Design AI inference scaling architecture.
### Signal to interviewer
I can design inference systems that scale elastically while preserving reliability under bursty, heterogeneous workloads.
### Clarify
I would clarify request volume shape, latency tiers, model sizes, regional compliance, and traffic criticality classes.
### Approach
Use capacity cell architecture: isolate serving pools by workload class, route by policy, and provide spillover to adjacent cells when pressure rises.
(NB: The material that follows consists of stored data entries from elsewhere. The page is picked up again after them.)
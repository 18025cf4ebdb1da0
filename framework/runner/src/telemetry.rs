use jawa_summariser::{parse_exceptions, parse_results};
use jawa_summary_model::{LabelAggregate, ResultsSummary, SnapshotSource, TelemetrySnapshot};

use crate::error::LifecycleResult;
use crate::lifecycle::{RunLifecycle, RunState};
use crate::request::RunRequest;

/// Serves point in time snapshots of the run owned by its [RunLifecycle].
pub struct TelemetryFacade {
    lifecycle: RunLifecycle,
}

impl TelemetryFacade {
    pub fn new(lifecycle: RunLifecycle) -> Self {
        Self { lifecycle }
    }

    pub fn lifecycle(&self) -> &RunLifecycle {
        &self.lifecycle
    }

    pub fn start(&mut self, request: RunRequest) -> LifecycleResult<&RunState> {
        self.lifecycle.start(request)
    }

    pub fn stop(&mut self) {
        self.lifecycle.stop();
    }

    pub fn reset(&mut self) {
        self.lifecycle.reset();
    }

    /// Parse the run's output as it is right now.
    ///
    /// Rows from the current parse are preferred, then the last parse that had rows, then empty
    /// entries for every label the plan is expected to produce.
    pub fn snapshot(&mut self) -> TelemetrySnapshot {
        let Some(state) = self.lifecycle.state() else {
            return TelemetrySnapshot::default();
        };

        let live = parse_results(&state.artifacts.results_path).unwrap_or_else(|e| {
            log::warn!("Treating unreadable results as no new data: {e:#}");
            ResultsSummary::default()
        });
        let exceptions = parse_exceptions(&state.artifacts.log_path).unwrap_or_else(|e| {
            log::warn!("Failed to read exceptions: {e:#}");
            Vec::new()
        });

        self.lifecycle.record_parse(&live);
        let status = self.lifecycle.refresh();
        let Some(state) = self.lifecycle.state() else {
            return TelemetrySnapshot::default();
        };

        let (source, summary) = if !live.is_empty() {
            (SnapshotSource::Live, live)
        } else if let Some(cached) = &state.last_good_snapshot {
            (SnapshotSource::Cached, cached.clone())
        } else if !state.placeholder_labels().is_empty() {
            let summary = ResultsSummary {
                aggregates: state
                    .placeholder_labels()
                    .iter()
                    .map(LabelAggregate::placeholder)
                    .collect(),
                ..Default::default()
            };
            (SnapshotSource::Placeholder, summary)
        } else {
            (SnapshotSource::None, ResultsSummary::default())
        };

        TelemetrySnapshot {
            status,
            run_id: Some(state.run_id.clone()),
            source,
            overall_throughput: summary.overall_throughput_per_sec,
            failure_rate_percent: summary.failure_rate_percent(),
            total_requests: summary.total_requests,
            total_failures: summary.total_failures,
            active_threads: summary.active_threads,
            observed_duration_sec: summary.observed_duration_sec,
            scenario_snapshots: summary.aggregates,
            exceptions,
            exit_code: state.exit_code,
            artifacts: Some(state.artifacts.clone()),
        }
    }
}
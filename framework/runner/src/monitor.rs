use anyhow::Context;
use sysinfo::{Pid, ProcessRefreshKind, ProcessesToUpdate, System};

use crate::shutdown::ShutdownListener;

/// Share of the host's total CPU above which the engine is reported as saturating it.
pub const HIGH_CPU_USAGE_PERCENT: f32 = 80.0;

/// Monitor the resource usage of the engine process and report high usage.
///
/// This won't stop the run, it just logs a warning so the user knows the load generator itself may
/// be the bottleneck. Usage is sampled every [sysinfo::MINIMUM_CPU_UPDATE_INTERVAL] until the
/// process goes away or a shutdown is requested.
pub fn start_monitor(engine_pid: u32, mut shutdown_listener: ShutdownListener) -> anyhow::Result<()> {
    std::thread::Builder::new()
        .name("monitor".to_string())
        .spawn(move || {
            let pid = Pid::from_u32(engine_pid);
            let mut sys = System::new();

            sys.refresh_cpu_all();
            let cpu_count = sys.cpus().len().max(1);

            loop {
                if shutdown_listener.should_shutdown() {
                    log::trace!("Monitor thread shutting down");
                    break;
                }

                sys.refresh_processes_specifics(
                    ProcessesToUpdate::Some(&[pid]),
                    true,
                    ProcessRefreshKind::nothing().with_cpu(),
                );
                let Some(process) = sys.process(pid) else {
                    log::debug!("Engine process {pid} is gone, stopping the monitor");
                    break;
                };

                let usage = process.cpu_usage() / cpu_count as f32;
                if usage > HIGH_CPU_USAGE_PERCENT {
                    log::warn!(
                        "High CPU usage detected. JMeter is using {usage:.2}% of the CPU, with {cpu_count} available cores"
                    );
                }

                std::thread::sleep(sysinfo::MINIMUM_CPU_UPDATE_INTERVAL);
            }
        })
        .context("Failed to start monitor thread")?;

    Ok(())
}
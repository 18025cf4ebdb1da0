use jawa_summariser::{aggregates_table, exceptions_table};
use jawa_summary_model::{ScenarioGroup, SnapshotSource, TelemetrySnapshot};
use tabled::settings::Style;
use tabled::{Table, Tabled};

/// Exception groups shown below the live statistics.
const LIVE_EXCEPTION_LIMIT: usize = 5;

#[derive(Tabled)]
struct GroupRow {
    #[tabled(rename = "Scenario group")]
    name: String,
    #[tabled(rename = "Enabled")]
    enabled: bool,
}

pub fn groups_table(groups: &[ScenarioGroup]) -> String {
    let mut table = Table::new(groups.iter().map(|g| GroupRow {
        name: g.name.clone(),
        enabled: g.enabled,
    }));
    table.with(Style::modern());
    table.to_string()
}

/// One line describing where a run is at.
pub fn status_line(snapshot: &TelemetrySnapshot) -> String {
    let mut line = format!(
        "[{}] {} | {} requests | {:.2} req/s | {:.2}% failed | {:.0}s observed",
        snapshot.status,
        snapshot.run_id.as_deref().unwrap_or("-"),
        snapshot.total_requests,
        snapshot.overall_throughput,
        snapshot.failure_rate_percent,
        snapshot.observed_duration_sec,
    );
    if let Some(threads) = snapshot.active_threads {
        line.push_str(&format!(" | {threads} threads"));
    }
    match snapshot.source {
        SnapshotSource::Cached => line.push_str(" | waiting for new data"),
        SnapshotSource::Placeholder => line.push_str(" | no results yet"),
        SnapshotSource::Live | SnapshotSource::None => {}
    }
    line
}

pub fn print_snapshot(snapshot: &TelemetrySnapshot, json: bool) -> anyhow::Result<()> {
    if json {
        println!("{}", serde_json::to_string(snapshot)?);
        return Ok(());
    }

    println!("{}", status_line(snapshot));
    if !snapshot.scenario_snapshots.is_empty() {
        println!("{}", aggregates_table(&snapshot.scenario_snapshots));
    }
    if !snapshot.exceptions.is_empty() {
        let shown = snapshot.exceptions.len().min(LIVE_EXCEPTION_LIMIT);
        println!("{}", exceptions_table(&snapshot.exceptions[..shown]));
        if snapshot.exceptions.len() > shown {
            println!("... and {} more", snapshot.exceptions.len() - shown);
        }
    }
    Ok(())
}
use std::collections::HashMap;
use std::path::Path;
use std::sync::LazyLock;

use anyhow::Context;
use jawa_summary_model::ExceptionRecord;
use regex::Regex;

static ERROR_LINE: LazyLock<Regex> = LazyLock::new(|| {
    Regex::new(r"^(?P<timestamp>\d\S*(?:\s\d\S*)?)\s+ERROR\s+(?P<component>[^\s:]+):\s?(?P<message>.*)$")
        .expect("valid error line regex")
});

/// Parse the engine log at `path` into exception groups, most frequent first.
///
/// A missing log has no exceptions.
pub fn parse_exceptions(path: &Path) -> anyhow::Result<Vec<ExceptionRecord>> {
    let content = match std::fs::read(path) {
        Ok(content) => content,
        Err(e) if e.kind() == std::io::ErrorKind::NotFound => {
            log::trace!("No log at {} yet", path.display());
            return Ok(Vec::new());
        }
        Err(e) => return Err(e).with_context(|| format!("Failed to read log {}", path.display())),
    };

    Ok(exceptions_in(&String::from_utf8_lossy(&content)))
}

/// Group the `ERROR` entries of a log by message text.
///
/// Indented lines following an `ERROR` line are its stack trace. Any other non-empty line ends
/// the entry.
pub fn exceptions_in(log: &str) -> Vec<ExceptionRecord> {
    let mut groups = ExceptionGroups::default();
    let mut open: Option<ExceptionRecord> = None;

    for line in log.lines() {
        let line = line.trim_end_matches('\r');

        if let Some(caps) = ERROR_LINE.captures(line) {
            if let Some(record) = open.take() {
                groups.add(record);
            }
            open = Some(ExceptionRecord {
                message: caps["message"].trim_end().to_string(),
                component: caps["component"].to_string(),
                count: 1,
                first_occurrence_timestamp: caps["timestamp"].to_string(),
                truncated_stack_trace: Vec::new(),
            });
        } else if line.starts_with([' ', '\t']) {
            if let Some(record) = open.as_mut() {
                if record.truncated_stack_trace.len() < ExceptionRecord::MAX_STACK_TRACE_LINES {
                    record.truncated_stack_trace.push(line.trim().to_string());
                }
            }
        } else if !line.is_empty() {
            if let Some(record) = open.take() {
                groups.add(record);
            }
        }
    }
    if let Some(record) = open.take() {
        groups.add(record);
    }

    groups.into_sorted()
}

#[derive(Default)]
struct ExceptionGroups {
    by_message: HashMap<String, usize>,
    records: Vec<ExceptionRecord>,
}

impl ExceptionGroups {
    fn add(&mut self, record: ExceptionRecord) {
        match self.by_message.get(&record.message) {
            Some(&i) => {
                let existing = &mut self.records[i];
                existing.count += 1;
                if record.first_occurrence_timestamp < existing.first_occurrence_timestamp {
                    existing.first_occurrence_timestamp = record.first_occurrence_timestamp;
                }
                if existing.truncated_stack_trace.is_empty() {
                    existing.truncated_stack_trace = record.truncated_stack_trace;
                }
            }
            None => {
                self.by_message
                    .insert(record.message.clone(), self.records.len());
                self.records.push(record);
            }
        }
    }

    /// Descending count, ties stay in order of first appearance.
    fn into_sorted(mut self) -> Vec<ExceptionRecord> {
        self.records.sort_by(|a, b| b.count.cmp(&a.count));
        self.records
    }
}

#[cfg(test)]
mod tests {
    use super::*;
    use pretty_assertions::assert_eq;

    const LOG: &str = "\
2024-05-01 10:00:00,100 INFO o.a.j.e.StandardJMeterEngine: Running the test!
2024-05-01 10:00:01,200 ERROR o.a.j.p.h.s.HTTPHCAbstractImpl: Connection refused
java.net.ConnectException: Connection refused
2024-05-01 10:00:02,300 ERROR o.a.j.t.JMeterThread: Test failed!
\tat org.apache.jmeter.threads.JMeterThread.run(JMeterThread.java:1)
\tat java.base/java.lang.Thread.run(Thread.java:2)

2024-05-01 10:00:03,400 ERROR o.a.j.p.h.s.HTTPJavaImpl: Connection refused
\tat sun.nio.ch.Net.connect(Net.java:3)
2024-05-01 10:00:04,500 WARN o.a.j.r.Summariser: slow
";

    #[test]
    fn identical_messages_are_merged() {
        let records = exceptions_in(LOG);

        assert_eq!(2, records.len());
        let refused = &records[0];
        assert_eq!("Connection refused", refused.message);
        assert_eq!(2, refused.count);
        assert_eq!("2024-05-01 10:00:01,200", refused.first_occurrence_timestamp);
        assert_eq!("o.a.j.p.h.s.HTTPHCAbstractImpl", refused.component);
        // The first occurrence was closed by a non-indented line before any trace arrived
        assert_eq!(
            vec!["at sun.nio.ch.Net.connect(Net.java:3)".to_string()],
            refused.truncated_stack_trace
        );

        let failed = &records[1];
        assert_eq!("Test failed!", failed.message);
        assert_eq!(1, failed.count);
        assert_eq!(2, failed.truncated_stack_trace.len());
    }

    #[test]
    fn earliest_timestamp_wins() {
        let log = "\
2024-05-01 10:00:05,000 ERROR a.B: Timeout
2024-05-01 09:59:00,000 ERROR c.D: Timeout
";
        let records = exceptions_in(log);
        assert_eq!(1, records.len());
        assert_eq!(2, records[0].count);
        assert_eq!("2024-05-01 09:59:00,000", records[0].first_occurrence_timestamp);
        assert_eq!("a.B", records[0].component);
    }

    #[test]
    fn stack_trace_is_capped() {
        let mut log = "2024-05-01 10:00:00,000 ERROR a.B: deep\n".to_string();
        for i in 0..25 {
            log.push_str(&format!("\tat frame{i}\n"));
        }
        let records = exceptions_in(&log);
        assert_eq!(ExceptionRecord::MAX_STACK_TRACE_LINES, records[0].truncated_stack_trace.len());
        assert_eq!("at frame9", records[0].truncated_stack_trace[9]);
    }

    #[test]
    fn missing_log_is_empty() {
        let dir = tempfile::tempdir().unwrap();
        assert!(parse_exceptions(&dir.path().join("jmeter.log")).unwrap().is_empty());
    }
}
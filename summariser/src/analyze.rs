use jawa_summary_model::{LabelAggregate, ResultRecord};

/// The value at index `floor(n * p)` of an ascending sample, clamped to the last element.
///
/// Returns `0` for an empty sample.
pub fn percentile(sorted: &[u64], p: f64) -> u64 {
    if sorted.is_empty() {
        return 0;
    }
    let index = (sorted.len() as f64 * p).floor() as usize;
    sorted[index.min(sorted.len() - 1)]
}

/// The central value of an ascending sample, or the mean of the two central values when the
/// sample size is even. This is deliberately not `percentile(sorted, 0.5)`.
pub fn median(sorted: &[u64]) -> f64 {
    let n = sorted.len();
    match n {
        0 => 0.0,
        _ if n % 2 == 0 => (sorted[n / 2 - 1] as f64 + sorted[n / 2] as f64) / 2.0,
        _ => sorted[n / 2] as f64,
    }
}

/// Requests per second over the span of observed timestamps.
///
/// When every sample landed in the same millisecond there is no span to divide by, so the rate
/// is estimated from the mean elapsed time instead.
pub fn throughput(count: u64, min_timestamp_ms: i64, max_timestamp_ms: i64, mean_elapsed_ms: f64) -> f64 {
    let duration_sec = observed_duration_sec(min_timestamp_ms, max_timestamp_ms);
    if duration_sec > 0.0 {
        count as f64 / duration_sec
    } else if mean_elapsed_ms > 0.0 {
        1000.0 / mean_elapsed_ms
    } else {
        0.0
    }
}

/// Seconds between the earliest and latest timestamp, saturating for timestamps at the ends of
/// the `i64` range.
pub fn observed_duration_sec(min_timestamp_ms: i64, max_timestamp_ms: i64) -> f64 {
    max_timestamp_ms.saturating_sub(min_timestamp_ms).max(0) as f64 / 1000.0
}

/// Timestamp span and mean elapsed time of a set of rows.
pub(crate) struct Span {
    pub min_timestamp_ms: i64,
    pub max_timestamp_ms: i64,
    pub mean_elapsed_ms: f64,
}

pub(crate) fn span<'a>(rows: impl IntoIterator<Item = &'a ResultRecord>) -> Option<Span> {
    let mut count = 0u64;
    let mut total_elapsed = 0u64;
    let mut min_timestamp_ms = i64::MAX;
    let mut max_timestamp_ms = i64::MIN;
    for row in rows {
        count += 1;
        total_elapsed = total_elapsed.saturating_add(row.elapsed_ms);
        min_timestamp_ms = min_timestamp_ms.min(row.timestamp_ms);
        max_timestamp_ms = max_timestamp_ms.max(row.timestamp_ms);
    }

    (count > 0).then(|| Span {
        min_timestamp_ms,
        max_timestamp_ms,
        mean_elapsed_ms: total_elapsed as f64 / count as f64,
    })
}

pub(crate) fn label_aggregate(label: &str, rows: &[&ResultRecord]) -> LabelAggregate {
    let Some(span) = span(rows.iter().copied()) else {
        return LabelAggregate::placeholder(label);
    };

    let mut elapsed = rows.iter().map(|r| r.elapsed_ms).collect::<Vec<_>>();
    elapsed.sort_unstable();

    let request_count = rows.len() as u64;
    let failure_count = rows.iter().filter(|r| !r.success).count() as u64;
    let total_bytes = rows.iter().fold(0u64, |total, r| total.saturating_add(r.bytes));
    let throughput_per_sec = throughput(
        request_count,
        span.min_timestamp_ms,
        span.max_timestamp_ms,
        span.mean_elapsed_ms,
    );
    let failure_ratio = failure_count as f64 / request_count as f64;

    LabelAggregate {
        label: label.to_string(),
        request_count,
        failure_count,
        min: elapsed[0],
        max: elapsed[elapsed.len() - 1],
        median: median(&elapsed),
        p90: percentile(&elapsed, 0.90),
        p95: percentile(&elapsed, 0.95),
        p99: percentile(&elapsed, 0.99),
        avg_elapsed: span.mean_elapsed_ms,
        avg_bytes: total_bytes as f64 / request_count as f64,
        throughput_per_sec,
        failures_per_sec: throughput_per_sec * failure_ratio,
        error_percent: 100.0 * failure_ratio,
    }
}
### Metrics & instrumentation
Primary metric: successful responses per compute dollar. Secondary metrics: queue wait time, autoscale reaction latency, and GPU utilization quality. Guardrails: tail-latency violations, dropped-request rate, and hotspot saturation.
### Tradeoffs
Higher utilization cuts cost but reduces buffer for sudden spikes. Aggressive autoscaling improves elasticity but may introduce cold-start delays.
### Risks & mitigations
Risk: regional imbalance during incidents; mitigate with cross-cell overflow limits. Risk: noisy-neighbor model contention; mitigate with workload isolation. Risk: unstable scaling loops; mitigate with hysteresis and rate limits.
### Example
For a global writing assistant, low-latency interactive prompts stay in premium cells while background summarization routes to cost-efficient batch-oriented cells.
### 90-second version
Scale inference by capacity cells, route requests by SLO class, and protect reliability with admission control plus reserved headroom. Optimize cost without sacrificing burst resilience.
- Which workload classes should get dedicated capacity cells first?
- What reserve headroom policy would you set for priority traffic?
- How would you tune autoscaling to avoid oscillation under spiky demand?
- What telemetry is required to detect contention between model workloads?